Afghanistan convention to outline cuts, struggle situations and pandemics


© Reuters. An Afghan girl is given free bread distributed by the government outside a bakery during the coronavirus disease (COVID-19) outbreak in Kabul


(Reuters) – Afghanistan faces funding cuts and tighter restrictions on vital aid this week from an international donor conference, adding further challenges to a nation torn by two decades of war and now devastated by COVID-19.

Ministers from around 70 countries and officials from humanitarian organizations are expected to pledge billions of dollars to secure development projects at the virtual conference taking place in Geneva on Monday and Tuesday, with talks between the Afghan government and the Taliban rebels taking hold Falter and President Trump will greatly reduce US forces in the country.

Although the fragile economy is heavily reliant on foreign aid, donation cuts will be seen in Kabul and donors will impose strict political and human rights conditions on the money, five participants told Reuters.

According to the World Bank, the Afghan economy will contract by at least 5.5% this year due to the impact of COVID-19.

The strategy aims to protect the peace talks and get the Afghan government to improve the allocation.

At the last conference in Brussels in 2016, donors pledged US $ 15.2 billion or US $ 3.8 billion per year for 2017-2020.

That could be cut by 15% to 20%, said a senior Western diplomat who attended the conference. "This is the best that countries can offer in the face of the national challenge in dealing with a pandemic."

Trump will reduce U.S. forces in Afghanistan from 4,500 to 2,500 by mid-January, the Pentagon said last week in an effort to end America's longest war. The withdrawal of foreign forces – Britain plans to follow US leadership – could mean greater influence for the Taliban.

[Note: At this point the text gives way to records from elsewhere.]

//! This module provides the activation functions used by the convolutional and
//! transformer parts of the networks, namely Leaky Relu, GELU and Tanh.
//!
//! All activation functions are exposed as a free function as well as through the
//! [`Activation`] enum, which is what layers store to pick their nonlinearity.
use ndarray::*;

use crate::ImagePrecision;

/// Slope of the leaky relu for negative inputs (PyTorch default).
pub const LEAKY_RELU_SLOPE: ImagePrecision = 0.01;

/// Leaky relu implementation
pub fn leaky_relu<D: Dimension>(data: &Array<ImagePrecision, D>) -> Array<ImagePrecision, D> {
    data.mapv(leaky_relu_scalar)
}

/// Exact (erf based) GELU, `0.5 * x * (1 + erf(x / sqrt(2)))`.
///
/// The tanh approximation is not used, since the trained transformer blocks
/// rely on the exact form.
pub fn gelu<D: Dimension>(data: &Array<ImagePrecision, D>) -> Array<ImagePrecision, D> {
    data.mapv(gelu_scalar)
}

pub fn tanh<D: Dimension>(data: &Array<ImagePrecision, D>) -> Array<ImagePrecision, D> {
    data.mapv(|x| x.tanh())
}

#[inline]
fn leaky_relu_scalar(x: ImagePrecision) -> ImagePrecision {
    if x > 0. {
        x
    } else {
        LEAKY_RELU_SLOPE * x
    }
}

#[inline]
fn gelu_scalar(x: ImagePrecision) -> ImagePrecision {
    let x = x as f64;
    (0.5 * x * (1.0 + mathru::special::error::erf(x / std::f64::consts::SQRT_2))) as ImagePrecision
}

/// Nonlinearity choice of a layer.
#[derive(Debug, Clone, Copy, PartialEq, Eq)]
pub enum Activation {
    LeakyRelu,
    Gelu,
    Tanh,
}

impl Activation {
    #[inline]
    pub fn apply_scalar(&self, x: ImagePrecision) -> ImagePrecision {
        match self {
            Activation::LeakyRelu => leaky_relu_scalar(x),
            Activation::Gelu => gelu_scalar(x),
            Activation::Tanh => x.tanh(),
        }
    }

    pub fn activate<D: Dimension>(&self, x: &Array<ImagePrecision, D>) -> Array<ImagePrecision, D> {
        x.mapv(|a| self.apply_scalar(a))
    }

    pub fn activate_inplace<D: Dimension>(&self, x: &mut Array<ImagePrecision, D>) {
        x.mapv_inplace(|a| self.apply_scalar(a));
    }
}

This worries donors as to whether the stubborn Islamists will try to reverse advances in human rights and girls' education.

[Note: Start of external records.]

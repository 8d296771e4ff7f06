use crate::{
    initializers::Init,
    weight_loader::{WeightLoader, WeightResult},
    ImagePrecision, WeightPrecision,
};
use ndarray::*;

/// Rust implementation of a feed forward (linear) layer.
/// The weight matrix shall have dimension (in that order)
/// output units x input units (to comply with the order in which pytorch weights are saved).
#[derive(Debug, Clone)]
pub struct FeedforwardLayer {
    weights: Array2<WeightPrecision>,
    bias: Option<Array1<WeightPrecision>>,
}

impl FeedforwardLayer {
    pub fn new(
        weights: Array2<WeightPrecision>,
        bias: Option<Array1<WeightPrecision>>,
    ) -> FeedforwardLayer {
        if let Some(b) = &bias {
            debug_assert_eq!(b.len(), weights.nrows(), "Bias does not match output units");
        }
        FeedforwardLayer { weights, bias }
    }

    /// Loads `{name}.weight` and, if requested, `{name}.bias`.
    /// Fresh parameters use a truncated normal (std 0.02) and a zero bias.
    pub fn from_loader(
        loader: &mut impl WeightLoader,
        name: &str,
        input_dimension: usize,
        output_dimension: usize,
        bias: bool,
    ) -> WeightResult<FeedforwardLayer> {
        let weights = loader.get_weight(
            &format!("{}.weight", name),
            (output_dimension, input_dimension),
            Init::TruncNormal { std: 0.02 },
        )?;
        let bias = if bias {
            Some(loader.get_weight(
                &format!("{}.bias", name),
                output_dimension,
                Init::Constant(0.0),
            )?)
        } else {
            None
        };
        Ok(FeedforwardLayer::new(weights, bias))
    }

    pub fn input_dimension(&self) -> usize {
        self.weights.ncols()
    }

    pub fn output_dimension(&self) -> usize {
        self.weights.nrows()
    }

    /// Applies the layer to every row of `data`, `(rows, in) -> (rows, out)`.
    pub fn forward_pass<'a, V>(&self, data: V) -> Array2<ImagePrecision>
    where
        V: AsArray<'a, ImagePrecision, Ix2>,
    {
        let data_arr: ArrayView2<ImagePrecision> = data.into();
        debug_assert_eq!(data_arr.ncols(), self.input_dimension());
        let mut out = data_arr.dot(&self.weights.t());
        if let Some(bias) = &self.bias {
            out += bias;
        }
        out
    }

    /// Applies the layer to a single vector.
    pub fn forward_vector<'a, V>(&self, data: V) -> Array1<ImagePrecision>
    where
        V: AsArray<'a, ImagePrecision, Ix1>,
    {
        let data_arr: ArrayView1<ImagePrecision> = data.into();
        debug_assert_eq!(data_arr.len(), self.input_dimension());
        let mut out = self.weights.dot(&data_arr);
        if let Some(bias) = &self.bias {
            out += bias;
        }
        out
    }
}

The peace talks in the Qatari capital Doha have stalled and the Taliban are refusing to call for a ceasefire. His attacks have sometimes prompted US air strikes to protect urban areas.

But senior diplomats told Reuters that a breakthrough was expected in the peace talks following the donor conference.

"Representatives of the Taliban and the Afghan government will take a break from peace talks after the Geneva conference, but not before they have reached a joint agreement on important security issues," said a senior Western official.

At the Geneva meeting, the government of Afghan President Ashraf Ghani will present a framework for peace and development that will provide funding for key projects, secure millions of jobs and protect democratic institutions.

"The conference will continue to focus on making Afghanistan self-sufficient by the end of its transformation decade, which is 2024," said Naser Sidiqee, a senior official with the Afghan Ministry of Finance, in Geneva last week.

The Taliban are not invited to the conference, but the militants have urged donors to continue their humanitarian aid while accusing Ghani's government of putting the aid money in its pocket.

"We call on the international community and organizations to deliver collective aid to the people on behalf of the people," the Islamist group said in a statement.